Il avait interrompu mes réflexions pour me dire un mot que je veux rapporter, car aucun ne résume mieux notre débat :
« Si l’on ne prend pas sa vie dans son cœur, si l’on n’est pas compris naturellement dans l’unité de l’univers et de soi-même.
« Il ne reste plus qu’à entrer dans les voies du génie ; et c’est bien le pire destin, mais un homme retranché n’a pas d’autre ressource.
« Vous croyez alors qu’il est facile d’avoir du génie ? lui dis-je. »
Un oiseau chanta très loin. On entendit le cri d’un batelier : une écluse s’ouvrait. Les péniches voyagent quand il fait noir :


« Le génie, me dit M. Sureau, n’est qu’une affaire de force morale.

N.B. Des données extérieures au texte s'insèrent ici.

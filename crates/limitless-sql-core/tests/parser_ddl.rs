//! Tests for DDL and privilege statements.

mod common;
use common::*;

use limitless_sql_core::NodeKind;

#[test]
fn create_table_column_constraints() {
    let s = parse_statement(
        "CREATE TABLE orders (\
            id bigserial PRIMARY KEY, \
            customer_id int NOT NULL REFERENCES customers (id) ON DELETE SET NULL ON UPDATE CASCADE, \
            total numeric(10, 2) DEFAULT 0 CHECK (total >= 0), \
            note text COLLATE \"C\", \
            code varchar(8) UNIQUE DEFERRABLE INITIALLY DEFERRED\
        )",
    );
    assert_eq!(
        values(&s, NodeKind::ColumnDef),
        vec!["id", "customer_id", "total", "note", "code"]
    );
    assert_eq!(
        values(&s, NodeKind::DataType),
        vec!["bigserial", "int", "numeric", "text", "varchar"]
    );
    assert_eq!(
        values(&s, NodeKind::ReferentialAction),
        vec!["ON DELETE SET NULL", "ON UPDATE CASCADE"]
    );
    assert_eq!(
        values(&s, NodeKind::ColumnConstraint),
        vec![
            "PRIMARY KEY",
            "NOT NULL",
            "REFERENCES",
            "DEFAULT",
            "CHECK",
            "COLLATE",
            "UNIQUE"
        ]
    );
}

#[test]
fn create_table_named_table_constraints() {
    let s = parse_statement(
        "CREATE UNLOGGED TABLE t (a int, b int, \
         CONSTRAINT pk PRIMARY KEY (a) INCLUDE (b) WITH (fillfactor = 90), \
         UNIQUE NULLS NOT DISTINCT (b))",
    );
    assert!(s.has_child(NodeKind::Unlogged));
    assert_eq!(values(&s, NodeKind::TableConstraint), vec!["PRIMARY KEY", "UNIQUE"]);
    let pk = s.children_of(NodeKind::TableConstraint).next().unwrap();
    assert_eq!(pk.child(NodeKind::Identifier).unwrap().value(), Some("pk"));
    assert!(pk.has_child(NodeKind::Include));
    assert!(pk.has_child(NodeKind::StorageParameters));
}

#[test]
fn create_table_partitioning() {
    let s = parse_statement("CREATE TABLE m (id int, region text) PARTITION BY LIST (region)");
    assert_eq!(s.child(NodeKind::PartitionBy).unwrap().value(), Some("LIST"));

    let s = parse_statement("CREATE TABLE m_eu PARTITION OF m FOR VALUES IN ('eu')");
    assert_eq!(
        s.child(NodeKind::PartitionBound).unwrap().value(),
        Some("FOR VALUES IN")
    );

    let s = parse_statement("CREATE TABLE m_rest PARTITION OF m DEFAULT");
    assert_eq!(s.child(NodeKind::PartitionBound).unwrap().value(), Some("DEFAULT"));
}

#[test]
fn create_table_misc_clauses() {
    let s = parse_statement("CREATE GLOBAL TEMPORARY TABLE t (a int) WITHOUT OIDS ON COMMIT DROP");
    assert!(s.has_child(NodeKind::Temporary));
    assert!(s.has_child(NodeKind::WithoutOids));
    assert_eq!(s.child(NodeKind::OnCommit).unwrap().value(), Some("DROP"));
}

#[test]
fn shard_key_span_covers_clause() {
    let sql = "CREATE TABLE t (id INT) SHARD KEY (id);";
    let s = parse_statement(sql);
    let shard = s.child(NodeKind::ShardKey).unwrap();
    assert_eq!(&sql[shard.span.start..shard.span.end], "SHARD KEY (id)");
}

#[test]
fn create_index_variants() {
    let s = parse_statement("CREATE INDEX ON t (a, b text_pattern_ops NULLS FIRST) TABLESPACE fast");
    assert!(!s.has_child(NodeKind::Identifier));
    assert_eq!(s.children_of(NodeKind::IndexElement).count(), 2);
    assert_eq!(values(&s, NodeKind::IndexElement), vec!["NULLS FIRST"]);
    assert_eq!(s.child(NodeKind::Tablespace).unwrap().value(), Some("fast"));

    let s = parse_statement("CREATE INDEX ix ON t USING gin (data) WITH (fastupdate = off)");
    assert_eq!(s.child(NodeKind::AccessMethod).unwrap().value(), Some("gin"));
    assert_eq!(values(&s, NodeKind::Literal), vec!["off"]);
}

#[test]
fn create_views() {
    let s = parse_statement("CREATE OR REPLACE VIEW v (a) AS SELECT 1 WITH LOCAL CHECK OPTION");
    assert_eq!(s.kind, NodeKind::CreateView);
    assert!(s.has_child(NodeKind::OrReplace));
    assert!(s.has_child(NodeKind::AsQuery));

    let s = parse_statement("CREATE MATERIALIZED VIEW mv AS SELECT * FROM t WITH NO DATA");
    assert!(s.has_child(NodeKind::Materialized));
    assert_eq!(s.child(NodeKind::WithData).unwrap().value(), Some("WITH NO DATA"));
}

#[test]
fn create_sequence_temporary() {
    let s = parse_statement("CREATE TEMP SEQUENCE IF NOT EXISTS s CYCLE");
    assert_eq!(s.kind, NodeKind::CreateSequence);
    assert!(s.has_child(NodeKind::Temporary));
    assert!(s.has_child(NodeKind::IfNotExists));
    assert_eq!(values(&s, NodeKind::SequenceOption), vec!["CYCLE"]);
}

#[test]
fn dollar_quoted_bodies_are_single_tokens() {
    let tree = parse_tree(
        "CREATE FUNCTION f() RETURNS void LANGUAGE plpgsql AS $body$ BEGIN PERFORM 1; END; $body$; SELECT 1;",
    );
    let kinds: Vec<NodeKind> = tree.statements().iter().map(|n| n.kind).collect();
    assert_eq!(kinds, vec![NodeKind::CreateFunction, NodeKind::Select]);
    let body = tree.statements()[0].child(NodeKind::RoutineBody).unwrap();
    assert_eq!(body.value(), Some(" BEGIN PERFORM 1; END; "));
}

#[test]
fn routine_options_and_sql_bodies() {
    let s = parse_statement(
        "CREATE FUNCTION f(VARIADIC xs int[]) RETURNS SETOF int LANGUAGE sql \
         SECURITY DEFINER SET search_path = public RETURN 1",
    );
    assert_eq!(s.child(NodeKind::Returns).unwrap().value(), Some("SETOF"));
    assert_eq!(
        values(&s, NodeKind::RoutineOption),
        vec!["SECURITY DEFINER", "SET search_path = public"]
    );
    assert_eq!(s.child(NodeKind::RoutineBody).unwrap().value(), Some("RETURN"));

    let s = parse_statement(
        "CREATE PROCEDURE p(IN a int) LANGUAGE sql BEGIN ATOMIC INSERT INTO t VALUES (a); END",
    );
    assert_eq!(s.child(NodeKind::RoutineBody).unwrap().value(), Some("BEGIN ATOMIC"));
}

#[test]
fn alter_table_partitions_and_ownership() {
    let s = parse_statement(
        "ALTER TABLE ONLY m ATTACH PARTITION m1 FOR VALUES FROM (1) TO (5), OWNER TO admin",
    );
    assert_eq!(s.kind, NodeKind::AlterTable);
    assert!(s.has_child(NodeKind::Only));
    assert_eq!(
        values(&s, NodeKind::AlterAction),
        vec!["ATTACH PARTITION", "OWNER TO"]
    );
}

#[test]
fn alter_table_add_constraint() {
    let s = parse_statement("ALTER TABLE t ADD CONSTRAINT fk FOREIGN KEY (a) REFERENCES u (id) NOT VALID");
    let action = s.child(NodeKind::AlterAction).unwrap();
    assert_eq!(action.value(), Some("ADD CONSTRAINT"));
    assert_eq!(values(action, NodeKind::TableConstraint), vec!["FOREIGN KEY"]);
}

#[test]
fn opaque_statements() {
    let tree = parse_tree(
        "CREATE RULE r AS ON INSERT TO t DO INSTEAD NOTHING; \
         CREATE OR REPLACE TRIGGER trg BEFORE UPDATE ON t FOR EACH ROW EXECUTE FUNCTION f(); \
         CREATE FOREIGN TABLE ft (a int) SERVER s; \
         CREATE TYPE mood AS ENUM ('sad', 'ok'); \
         ALTER DEFAULT PRIVILEGES GRANT SELECT ON TABLES TO r; \
         VACUUM ANALYZE t;",
    );
    let statement_values: Vec<Option<&str>> =
        tree.statements().iter().map(|n| n.value()).collect();
    assert_eq!(
        statement_values,
        vec![
            Some("CREATE RULE"),
            Some("CREATE TRIGGER"),
            Some("CREATE FOREIGN TABLE"),
            Some("CREATE TYPE"),
            Some("ALTER DEFAULT PRIVILEGES"),
            Some("VACUUM"),
        ]
    );
    assert!(tree.statements()[1].has_child(NodeKind::OrReplace));
}

#[test]
fn drop_statements() {
    let s = parse_statement("DROP INDEX CONCURRENTLY IF EXISTS ix RESTRICT");
    assert_eq!(s.value(), Some("INDEX"));
    assert!(s.has_child(NodeKind::Concurrently));
    assert!(s.has_child(NodeKind::IfExists));

    let s = parse_statement("DROP FUNCTION f(int), g()");
    assert_eq!(values(&s, NodeKind::QualifiedName), vec!["f", "g"]);

    let s = parse_statement("DROP TRIGGER trg ON t CASCADE");
    assert_eq!(s.value(), Some("TRIGGER"));
    assert!(s.has_child(NodeKind::DropBehavior));
}

#[test]
fn grant_on_each_target_kind() {
    let cases = [
        ("GRANT USAGE ON DOMAIN d TO r", "DOMAIN"),
        ("GRANT USAGE ON FOREIGN SERVER s TO r", "FOREIGN SERVER"),
        ("GRANT USAGE ON LANGUAGE plpgsql TO r", "LANGUAGE"),
        ("GRANT SELECT ON LARGE OBJECT 1234 TO r", "LARGE OBJECT"),
        ("GRANT EXECUTE ON PROCEDURE p(int) TO r", "PROCEDURE"),
        ("GRANT EXECUTE ON ROUTINE f TO r", "ROUTINE"),
        ("GRANT USAGE ON TYPE t TO r", "TYPE"),
        ("GRANT USAGE, SELECT ON SEQUENCE s TO r", "SEQUENCE"),
        ("GRANT CREATE ON SCHEMA app TO r", "SCHEMA"),
    ];
    for (sql, kind) in cases {
        let s = parse_statement(sql);
        assert_eq!(
            s.child(NodeKind::PrivilegeTarget).unwrap().value(),
            Some(kind),
            "{sql}"
        );
    }
}

#[test]
fn revoke_grant_option() {
    let s = parse_statement("REVOKE GRANT OPTION FOR SELECT ON t FROM r");
    assert_eq!(s.kind, NodeKind::Revoke);
    assert_eq!(
        s.child(NodeKind::GrantOption).unwrap().value(),
        Some("GRANT OPTION FOR")
    );
}

#[test]
fn create_schema_authorization_only() {
    let s = parse_statement("CREATE SCHEMA AUTHORIZATION app_owner");
    assert_eq!(s.value(), None);
    assert_eq!(
        s.child(NodeKind::Authorization).unwrap().value(),
        Some("app_owner")
    );
}
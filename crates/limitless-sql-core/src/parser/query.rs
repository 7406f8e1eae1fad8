//! Queries and data manipulation statements.

use super::error::SyntaxError;
use super::parser::{PResult, Parser};
use crate::lexer::{Keyword, TokenKind};
use crate::tree::{Node, NodeKind};

/// Words that open a part of a window specification rather than name an
/// existing window.
const WINDOW_SPEC_WORDS: &[&str] = &["PARTITION", "ROWS", "RANGE", "GROUPS"];
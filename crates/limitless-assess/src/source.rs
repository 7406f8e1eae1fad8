//! Input units.

use std::path::Path;

/// One script to assess: an origin name and its text.
#[derive(Debug, Clone, PartialEq, Eq)]
pub struct SourceUnit {
    id: String,
    text: String,
}

impl SourceUnit {
    /// Creates a new unit from an identifier and text.
    #[must_use]
    pub fn new(id: impl Into<String>, text: impl Into<String>) -> Self {
        Self {
            id: id.into(),
            text: text.into(),
        }
    }

    /// Reads a unit from a file. The identifier is the path as given.
    ///
    /// # Errors
    ///
    /// Returns an error if the file cannot be read or is not UTF-8.
    pub fn from_path(path: impl AsRef<Path>) -> std::io::Result<Self> {
        let path = path.as_ref();
        let text = std::fs::read_to_string(path)?;
        Ok(Self::new(path.display().to_string(), text))
    }

    /// Returns the unit identifier.
    #[must_use]
    pub fn id(&self) -> &str {
        &self.id
    }

    /// Returns the script text.
    #[must_use]
    pub fn text(&self) -> &str {
        &self.text
    }
}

« Même quand nous sommes le rebut du monde, il nous faut avoir le courage de nous séparer de nous plutôt que de lui. C’est une force que l’on trouve en regardant son cœur où chacun est aussi misérable que le cours des événements a pu le rêver. Et celui qui rentre en lui-même va au-devant de cette union où le monde ne voulait pas d’un homme et qui n’est pas moins complète, que des baisers la favorisent ou que le retour à l’innocence l’opère à lui seul. Mais qu’il faut d’énergie et qu’il faut de faiblesse pour faire de sa chair une lumière où les choses soient seules avec les choses. Quelle charge à porter, toujours plus lourde à mesure que les jours passent, quel écrasant fardeau qu’une vie de plus en plus difficile à échanger contre la pure flamme qui nous l’a donnée et qu’on n’aura nourrie de tant de souffrances que pour remplir de plus d’échos la voix avec laquelle on lui dit non. Il nous faut nous dépouiller de tout, aller en nous lentement à la recherche d’une clarté assez fragile pour que rien ne se vive plus que penché sur elle et la préservant. L’union dont le monde ne nous a pas jugés dignes, il faut, coûte que coûte, l’accomplir… Si ce n’est pas un anneau de diamants que ce soit un anneau de verre, et qui se brise en touchant le sol, mais dont le tintement brille au-dessus de l’espace pour celui qui n’est plus que son propre fantôme, et qui pâlit à côté de ses souvenirs. »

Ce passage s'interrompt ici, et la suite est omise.